Find the word "compiler" in the listing; pull out each line holding it.

*** Records to use ***

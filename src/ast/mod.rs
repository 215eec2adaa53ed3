use serde::Serialize;

pub mod source_map;
pub use source_map::SourceMap;

// ---- Span infrastructure ----

/// Byte range within source text.
#[derive(Debug, Clone, Copy, PartialEq, Eq, Default)]
pub struct Span {
    pub start: usize,
    pub end: usize,
}

impl Span {
    pub const UNKNOWN: Span = Span { start: 0, end: 0 };

    pub fn new(start: usize, end: usize) -> Self {
        Span { start, end }
    }

    pub fn merge(self, other: Span) -> Span {
        Span {
            start: self.start.min(other.start),
            end: self.end.max(other.end),
        }
    }
}

impl From<std::ops::Range<usize>> for Span {
    fn from(r: std::ops::Range<usize>) -> Self {
        Span { start: r.start, end: r.end }
    }
}

/// Human-facing location: 1-based line and column plus the byte offset.
#[derive(Debug, Clone, Copy, PartialEq, Eq, Default)]
pub struct Position {
    pub line: u32,
    pub column: u32,
    pub offset: u32,
}

impl std::fmt::Display for Position {
    fn fmt(&self, f: &mut std::fmt::Formatter<'_>) -> std::fmt::Result {
        write!(f, "{}:{}", self.line, self.column)
    }
}

/// Wraps a node with its source span. Transparent to serde (serializes as inner node only).
#[derive(Debug, Clone, PartialEq)]
pub struct Spanned<T> {
    pub node: T,
    pub span: Span,
}

impl<T> Spanned<T> {
    pub fn new(node: T, span: Span) -> Self {
        Spanned { node, span }
    }
}

impl<T> std::ops::Deref for Spanned<T> {
    type Target = T;
    fn deref(&self) -> &T {
        &self.node
    }
}

impl<T: Serialize> Serialize for Spanned<T> {
    fn serialize<S: serde::Serializer>(&self, serializer: S) -> Result<S::Ok, S::Error> {
        self.node.serialize(serializer)
    }
}

// ---- Core AST types ----

/// Root of the tree. Owns every statement; nodes never share children.
#[derive(Debug, Clone, PartialEq, Serialize)]
pub struct Program {
    pub statements: Vec<Stmt>,
}

pub type Stmt = Spanned<StmtKind>;
pub type Expr = Spanned<ExprKind>;

/// A function parameter
#[derive(Debug, Clone, PartialEq, Serialize)]
pub struct Param {
    pub name: String,
    #[serde(skip)]
    pub span: Span,
}

/// Statements
#[derive(Debug, Clone, PartialEq, Serialize)]
pub enum StmtKind {
    /// `let name = value;`
    Let { name: String, value: Expr },

    /// `target = value;`, the target is checked by the compiler
    Assign { target: Expr, value: Expr },

    /// `if cond { ... } else { ... }`; `else if` nests another `If` in the else block
    If {
        condition: Expr,
        then_block: Vec<Stmt>,
        else_block: Option<Vec<Stmt>>,
    },

    /// `while cond { ... }`
    While { condition: Expr, body: Vec<Stmt> },

    /// `print expr;`
    Print(Expr),

    /// `fn name(a, b) { ... }`
    Function {
        name: String,
        params: Vec<Param>,
        body: Vec<Stmt>,
    },

    /// `return;` or `return expr;`
    Return(Option<Expr>),

    /// `{ ... }`
    Block(Vec<Stmt>),

    /// `expr;`
    Expr(Expr),
}

/// Expressions
#[derive(Debug, Clone, PartialEq, Serialize)]
pub enum ExprKind {
    Literal(Literal),
    Variable(String),
    Unary {
        op: UnaryOp,
        operand: Box<Expr>,
    },
    Binary {
        op: BinOp,
        left: Box<Expr>,
        right: Box<Expr>,
    },
    Call {
        callee: Box<Expr>,
        args: Vec<Expr>,
    },
}

#[derive(Debug, Clone, PartialEq, Serialize)]
pub enum Literal {
    Int(i64),
    Float(f64),
    Bool(bool),
    Str(String),
    Nil,
}

#[derive(Debug, Clone, Copy, PartialEq, Eq, Serialize)]
pub enum UnaryOp {
    Negate,
    Not,
}

#[derive(Debug, Clone, Copy, PartialEq, Eq, Serialize)]
pub enum BinOp {
    Add,
    Subtract,
    Multiply,
    Divide,
    Modulo,
    Equals,
    NotEquals,
    Less,
    LessOrEqual,
    Greater,
    GreaterOrEqual,
    And,
    Or,
}

impl BinOp {
    pub fn symbol(self) -> &'static str {
        match self {
            BinOp::Add => "+",
            BinOp::Subtract => "-",
            BinOp::Multiply => "*",
            BinOp::Divide => "/",
            BinOp::Modulo => "%",
            BinOp::Equals => "==",
            BinOp::NotEquals => "!=",
            BinOp::Less => "<",
            BinOp::LessOrEqual => "<=",
            BinOp::Greater => ">",
            BinOp::GreaterOrEqual => ">=",
            BinOp::And => "and",
            BinOp::Or => "or",
        }
    }
}

#[cfg(test)]
mod tests {
    use super::*;

    #[test]
    fn span_merge_covers_both() {
        let a = Span::new(4, 9);
        let b = Span::new(1, 6);
        assert_eq!(a.merge(b), Span::new(1, 9));
    }

    #[test]
    fn spanned_serializes_as_inner_node() {
        let e: Expr = Spanned::new(ExprKind::Variable("x".into()), Span::new(3, 4));
        let json = serde_json::to_string(&e).unwrap();
        assert_eq!(json, r#"{"Variable":"x"}"#);
    }

    #[test]
    fn program_json_has_statements() {
        let program = Program {
            statements: vec![Spanned::new(
                StmtKind::Print(Spanned::new(ExprKind::Literal(Literal::Int(7)), Span::new(6, 7))),
                Span::new(0, 8),
            )],
        };
        let json = serde_json::to_value(&program).unwrap();
        assert_eq!(json["statements"][0]["Print"]["Literal"]["Int"], 7);
    }

    #[test]
    fn position_display() {
        let p = Position { line: 3, column: 14, offset: 40 };
        assert_eq!(p.to_string(), "3:14");
    }
}
pub mod ansi;
pub mod json;
pub mod registry;

use crate::ast::{Position, Span};
use crate::bytecode::codec::FormatError;
use crate::compiler::{CompileError, CompileErrorKind};
use crate::lexer::LexError;
use crate::parser::{ParseError, ParseErrorKind};
use crate::vm::{RuntimeError, RuntimeErrorKind};

#[derive(Debug, Clone)]
pub struct Label {
    pub span: Span,
    pub message: String,
    pub is_primary: bool,
}

/// A renderer-neutral error report.
#[derive(Debug, Clone)]
pub struct Diagnostic {
    pub code: Option<&'static str>,
    pub message: String,
    pub labels: Vec<Label>,
    pub notes: Vec<String>,
    pub suggestion: Option<String>,
    pub source: Option<String>,
    /// Where the primary label points, for reports rendered without source text.
    pub location: Option<Position>,
}

impl Diagnostic {
    pub fn error(message: impl Into<String>) -> Self {
        Diagnostic {
            code: None,
            message: message.into(),
            labels: Vec::new(),
            notes: Vec::new(),
            suggestion: None,
            source: None,
            location: None,
        }
    }

    pub fn with_code(mut self, code: &'static str) -> Self {
        self.code = Some(code);
        self
    }

    pub fn with_span(mut self, span: Span, label: impl Into<String>) -> Self {
        self.labels.push(Label { span, message: label.into(), is_primary: true });
        self
    }

    pub fn with_secondary_span(mut self, span: Span, label: impl Into<String>) -> Self {
        self.labels.push(Label { span, message: label.into(), is_primary: false });
        self
    }

    pub fn with_note(mut self, note: impl Into<String>) -> Self {
        self.notes.push(note.into());
        self
    }

    pub fn with_suggestion(mut self, suggestion: impl Into<String>) -> Self {
        self.suggestion = Some(suggestion.into());
        self
    }

    pub fn with_source(mut self, source: impl Into<String>) -> Self {
        self.source = Some(source.into());
        self
    }

    pub fn with_location(mut self, position: Position) -> Self {
        self.location = Some(position);
        self
    }
}

// ---- From impls for the pipeline's error types ----

impl From<&LexError> for Diagnostic {
    fn from(e: &LexError) -> Self {
        let d = Diagnostic::error(e.kind.description())
            .with_code(e.kind.code())
            .with_span(e.span, "here");
        match e.suggestion() {
            Some(s) => d.with_suggestion(s),
            None => d,
        }
    }
}

impl From<&ParseError> for Diagnostic {
    fn from(e: &ParseError) -> Self {
        let d = Diagnostic::error(e.kind.to_string())
            .with_code(e.code())
            .with_span(e.span, "here");
        match &e.kind {
            ParseErrorKind::Expected { expected, .. } if expected == "';'" => {
                d.with_suggestion("statements end with ';'")
            }
            ParseErrorKind::NestingTooDeep { .. } => {
                d.with_note("split the expression using intermediate 'let' bindings")
            }
            _ => d,
        }
    }
}

impl From<&CompileError> for Diagnostic {
    fn from(e: &CompileError) -> Self {
        let label = match &e.kind {
            CompileErrorKind::UndefinedVariable(_) => "not found in this scope",
            CompileErrorKind::DuplicateParameter { .. } => "declared again here",
            _ => "here",
        };
        let d = Diagnostic::error(e.kind.to_string())
            .with_code(e.code())
            .with_span(e.span, label);
        match &e.kind {
            CompileErrorKind::UndefinedVariable(name) => d.with_suggestion(format!(
                "declare it first with 'let {name} = ...;' (functions cannot read locals of enclosing code)"
            )),
            CompileErrorKind::DuplicateParameter { first, .. } => {
                d.with_secondary_span(*first, "first declared here")
            }
            _ => d,
        }
    }
}

impl From<&FormatError> for Diagnostic {
    fn from(e: &FormatError) -> Self {
        let d = Diagnostic::error(e.to_string()).with_code(e.code());
        match e {
            FormatError::BadMagic => d.with_note("'interpret' expects a .zyi file produced by 'zy compile'"),
            FormatError::UnsupportedVersion { .. } => d.with_suggestion("recompile the source with this version of zy"),
            _ => d,
        }
    }
}

impl From<&RuntimeError> for Diagnostic {
    fn from(e: &RuntimeError) -> Self {
        let offset = e.position.offset as usize;
        let mut d = Diagnostic::error(e.kind.to_string())
            .with_code(e.code())
            .with_note(format!("at instruction {}", e.ip));
        // Position 0:0 means the module carried no location for this instruction
        if e.position.line > 0 {
            d = d.with_span(Span::new(offset, offset + 1), "here").with_location(e.position);
        }
        if let RuntimeErrorKind::StackOverflow { .. } = e.kind {
            d = d.with_suggestion("check that recursive functions reach a base case, or raise --max-call-depth");
        }
        d
    }
}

*** End of Records to use ***

■ Reply to the exercise:
    /// `target = value;`, the target is checked by the compiler
use crate::compiler::{CompileError, CompileErrorKind};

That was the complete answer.